How to Boost two fields

Hi,

I would like to boost 'title' and 'description' fields on query search, and leave all the other fields (I have many) with boost 1. So I did:

GET index1/_doc/_search
{
  "query": {
    "query_string": {
      "query": "web",
      "fields": [
        "title^4",
        "description^2"
      ]
    }    
  }
}

Suppose 'web' is in another field than 'title' and 'description', when I do a search , these documents are not listed.

Did I do something wrong?

Thanks.

One option would be to use the copy_to mapping option to copy all those other fields to a single field called "everything_else" and just add that to your list of fields in the above example.

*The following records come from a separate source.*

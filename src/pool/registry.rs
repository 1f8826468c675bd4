// ABOUTME: Owned registry of per-destination client pools, built lazily on first use
// ABOUTME: Existing pools get an opportunistic purge-and-replace before being handed out

use std::fmt;
use std::sync::{Arc, PoisonError, RwLock};
use std::time::Duration;

use tokio::sync::OnceCell;
use tracing::{debug, info, warn};

use super::client_pool::{ClientPool, PoolError, PoolResult, PoolStats};
use super::directory::Directory;
use super::metrics::{MetricsSnapshot, PoolMetrics};
use crate::config::PoolConfig;
use crate::destination::DestinationKey;
use crate::transport::Connector;

type PoolCell<K> = Arc<OnceCell<Arc<ClientPool<K>>>>;

/// Destination key -> client pool
///
/// Construct one per process (or per test) and share it by reference; there
/// is no global instance.
pub struct ConnectionPoolRegistry<K: Connector> {
    connector: Arc<K>,
    pool_size: usize,
    acquire_timeout: Option<Duration>,
    pools: RwLock<Directory<PoolCell<K>>>,
    metrics: Arc<PoolMetrics>,
}

impl<K: Connector> ConnectionPoolRegistry<K> {
    /// Create an empty registry; pools are built on first request
    pub fn new(connector: K, config: &PoolConfig) -> Self {
        Self {
            connector: Arc::new(connector),
            pool_size: config.pool_size,
            acquire_timeout: config.acquire_timeout,
            pools: RwLock::new(Directory::new(config.max_destinations)),
            metrics: Arc::new(PoolMetrics::new()),
        }
    }

    /// Pool for `key`, building it (and all its clients) if this is the first request
    ///
    /// Concurrent first requests for the same key share one build. A failed
    /// build gives its directory row back, so unreachable destinations never
    /// count against `max_destinations`.
    ///
    /// # Errors
    ///
    /// - `Directory` when a new key would exceed `max_destinations`
    /// - `Connect` when the clients of a new pool cannot be built
    pub async fn pool_for(&self, key: &DestinationKey) -> PoolResult<Arc<ClientPool<K>>> {
        let cell = self.cell_for(key)?;

        if let Some(pool) = cell.get() {
            match pool.purge_and_replace().await {
                Ok(0) => {}
                Ok(replaced) => debug!(destination = %key, replaced, "Refreshed pool before use"),
                // Remaining free clients can still serve; acquire retries the purge if needed
                Err(e) => warn!(destination = %key, error = %e, "Opportunistic purge failed"),
            }
            return Ok(Arc::clone(pool));
        }

        let built = cell
            .get_or_try_init(|| async {
                info!(destination = %key, capacity = self.pool_size, "Creating client pool");
                let pool = ClientPool::build(
                    key.clone(),
                    Arc::clone(&self.connector),
                    self.pool_size,
                    self.acquire_timeout,
                    Arc::clone(&self.metrics),
                )
                .await?;
                self.metrics.pool_created();
                Ok::<_, PoolError>(Arc::new(pool))
            })
            .await;

        match built {
            Ok(pool) => Ok(Arc::clone(pool)),
            Err(e) => {
                self.forget_unbuilt(key, &cell);
                Err(e)
            }
        }
    }

    /// Built pool for `key`, without creating one
    pub fn get(&self, key: &DestinationKey) -> Option<Arc<ClientPool<K>>> {
        self.read_pools()
            .lookup_first(key.as_str())
            .and_then(|cell| cell.get().cloned())
    }

    /// Stats for a built pool
    pub fn stats(&self, key: &DestinationKey) -> Option<PoolStats> {
        self.get(key).map(|pool| pool.stats())
    }

    /// Keys of every pool that has been built
    pub fn destinations(&self) -> Vec<String> {
        let mut keys: Vec<String> = self
            .read_pools()
            .iter()
            .filter(|(_, cell)| cell.initialized())
            .map(|(key, _)| key.to_string())
            .collect();
        keys.sort();
        keys
    }

    /// Number of directory rows (including pools whose build is still pending)
    pub fn len(&self) -> usize {
        self.read_pools().len()
    }

    /// True when no destination has been seen
    pub fn is_empty(&self) -> bool {
        self.len() == 0
    }

    /// Shared counters
    pub fn metrics(&self) -> &Arc<PoolMetrics> {
        &self.metrics
    }

    /// Point-in-time copy of the counters
    pub fn metrics_snapshot(&self) -> MetricsSnapshot {
        self.metrics.snapshot()
    }

    /// Close every built pool; waiting and future acquires fail with `Closed`
    pub fn shutdown(&self) {
        let pools = self.read_pools();
        for (key, cell) in pools.iter() {
            if let Some(pool) = cell.get() {
                debug!(destination = %key, "Closing pool");
                pool.close();
            }
        }
        info!(pools = pools.len(), "Pool registry shut down");
    }

    /// Existing cell for `key`, or a new empty one inserted under the write lock
    fn cell_for(&self, key: &DestinationKey) -> PoolResult<PoolCell<K>> {
        if let Some(cell) = self.read_pools().lookup_first(key.as_str()) {
            return Ok(Arc::clone(cell));
        }

        let mut pools = self.pools.write().unwrap_or_else(PoisonError::into_inner);
        // Another caller may have inserted between the read and write locks
        if let Some(cell) = pools.lookup_first(key.as_str()) {
            return Ok(Arc::clone(cell));
        }

        let cell: PoolCell<K> = Arc::new(OnceCell::new());
        pools.insert(key.as_str(), Arc::clone(&cell))?;
        Ok(cell)
    }

    /// Remove the row for `key` if it still holds `cell` and nothing was built into it
    fn forget_unbuilt(&self, key: &DestinationKey, cell: &PoolCell<K>) {
        let mut pools = self.pools.write().unwrap_or_else(PoisonError::into_inner);
        let unbuilt = pools
            .lookup_first(key.as_str())
            .is_some_and(|current| Arc::ptr_eq(current, cell) && !current.initialized());
        if unbuilt {
            pools.remove(key.as_str());
            debug!(destination = %key, "Dropped directory row after failed pool build");
        }
    }

    fn read_pools(&self) -> std::sync::RwLockReadGuard<'_, Directory<PoolCell<K>>> {
        self.pools.read().unwrap_or_else(PoisonError::into_inner)
    }
}

impl<K: Connector> fmt::Debug for ConnectionPoolRegistry<K> {
    fn fmt(&self, f: &mut fmt::Formatter<'_>) -> fmt::Result {
        f.debug_struct("ConnectionPoolRegistry")
            .field("pool_size", &self.pool_size)
            .field("destinations", &self.destinations())
            .field("metrics", &self.metrics.snapshot())
            .finish_non_exhaustive()
    }
}
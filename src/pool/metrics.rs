// ABOUTME: Metrics for the HTTPS client pool registry
//
// Tracks:
// - Pools: created
// - Requests: total, failed, in flight
// - Clients: replaced after errors

use std::sync::atomic::{AtomicU64, Ordering};

use serde::Serialize;

/// Registry-level counters
#[derive(Debug, Default)]
pub struct PoolMetrics {
    pub pools_created: AtomicU64,
    pub requests_total: AtomicU64,
    pub requests_failed: AtomicU64,
    pub requests_in_flight: AtomicU64,
    pub clients_replaced: AtomicU64,
}

impl PoolMetrics {
    pub fn new() -> Self {
        Self::default()
    }

    pub fn pool_created(&self) {
        self.pools_created.fetch_add(1, Ordering::Relaxed);
    }

    pub fn request_started(&self) {
        self.requests_in_flight.fetch_add(1, Ordering::Relaxed);
        self.requests_total.fetch_add(1, Ordering::Relaxed);
    }

    pub fn request_completed(&self) {
        self.requests_in_flight.fetch_sub(1, Ordering::Relaxed);
    }

    pub fn request_error(&self) {
        self.requests_in_flight.fetch_sub(1, Ordering::Relaxed);
        self.requests_failed.fetch_add(1, Ordering::Relaxed);
    }

    pub fn clients_replaced(&self, count: usize) {
        self.clients_replaced
            .fetch_add(count as u64, Ordering::Relaxed);
    }

    /// Point-in-time copy of all counters
    pub fn snapshot(&self) -> MetricsSnapshot {
        MetricsSnapshot {
            pools_created: self.pools_created.load(Ordering::Relaxed),
            requests_total: self.requests_total.load(Ordering::Relaxed),
            requests_failed: self.requests_failed.load(Ordering::Relaxed),
            requests_in_flight: self.requests_in_flight.load(Ordering::Relaxed),
            clients_replaced: self.clients_replaced.load(Ordering::Relaxed),
        }
    }
}

/// Plain copy of `PoolMetrics`
#[derive(Debug, Clone, Copy, Default, PartialEq, Eq, Serialize)]
pub struct MetricsSnapshot {
    pub pools_created: u64,
    pub requests_total: u64,
    pub requests_failed: u64,
    pub requests_in_flight: u64,
    pub clients_replaced: u64,
}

This has other benefits - searching across many fields using their own independent indexes often produces counterintuitive results. Lucene likes to pick the bizarrest context for a search term because it likes rarity. Searching for books on "web development" for example would rank the document "author:gary web" first because of the typo for the common name Webb. You can see that in this example:

DELETE test
PUT test
{
  "settings": {
	"number_of_replicas": 0,
	"number_of_shards": 1
  },
  "mappings": {
	"_doc": {
	  "properties": {
		"title": {
		  "type": "text"
		},
		"description": {
		  "type": "text"
		},
		"everything_else": {
		  "type": "text"
		},
		"author": {
		  "type": "text",
		  "copy_to":"everything_else"
		},
		"tags": {
		  "type": "keyword",
		  "copy_to":"everything_else"
		}
	  }
	}
  }
}
POST test/_doc/_bulk
{ "index":{} }
{"title": "web dev", "description":"html,css etc", "author":"gary webb",  "tags":["html","css"]}
{ "index":{} }
{"title": "web apps", "description":"tomcat  etc", "author":"paul smith",  "tags":["tomcat"]}
{ "index":{} }
{"title": "web etiquette", "description":"etiquette", "author":"sue jones",  "tags":["morals"]}
{ "index":{} }
{"title": "Cooking", "description":"Asian cuisine", "author":"gary web",  "tags":["food"]}

GET test/_doc/_search?explain=true
{
  "query": {
	"query_string": {
	  "query": "web"
	}    
  }
}

The solution is to reach for the special cross_fields scoring strategy or perhaps more simply to reindex then search the everything_else copy_to field. This blends the stats from author names, titles etc and avoids some of these odd ranking problems.

1 Like

Thanks for your solution.

But how to boost title and description fields?

When I try:

GET test/_doc/_search?explain=true
{
  "query": {
	"query_string": {
	  "query": "web",
      "fields": [
        "title^4",
        "description^2"
      ]
	  }    
  }
}

I get 3 for total of documents searched. And I would like to have 4 instead.

{
  "took" : 2,
  "timed_out" : false,
  "_shards" : {
    "total" : 1,
    "successful" : 1,
    "skipped" : 0,
    "failed" : 0
  },
  "hits" : {
    "total" : 3,
    "max_score" : 1.347925,
    "hits" : [....

.
Thanks.

They already are in your example?

Don't forget to add the "everything_else" field with the lower boost:

GET test/_doc/_search
{
  "query": {
	"query_string": {
	  "query": "web",
		"fields": [
		"title^4",
		"description^2",
		"everything_else^1"
	  ]      
	}    
  }
}

I found another solution which gives me the solution:

GET test/_doc/_search?explain=true
{
  "query": {
    "bool": {
      "must": {
        "query_string": {
          "query": "web"
        }
      },
      "should": [
        {
          "query_string": {
            "query": "web",
            "fields": [
              "title^4",
              "description^2",
            ]
          } 
        }
      ]
    }
  }
}

It may work with these 4 example docs but the more docs you add the rarer that author:web term becomes. The rarer it becomes the higher it scores and at some point you may see that the typo author:web ranks higher than your attempts to boost titles and descriptions.

Your boosts and IDF (term rarity) are both factors in ranking.

This topic was automatically closed 28 days after the last reply. New replies are no longer allowed.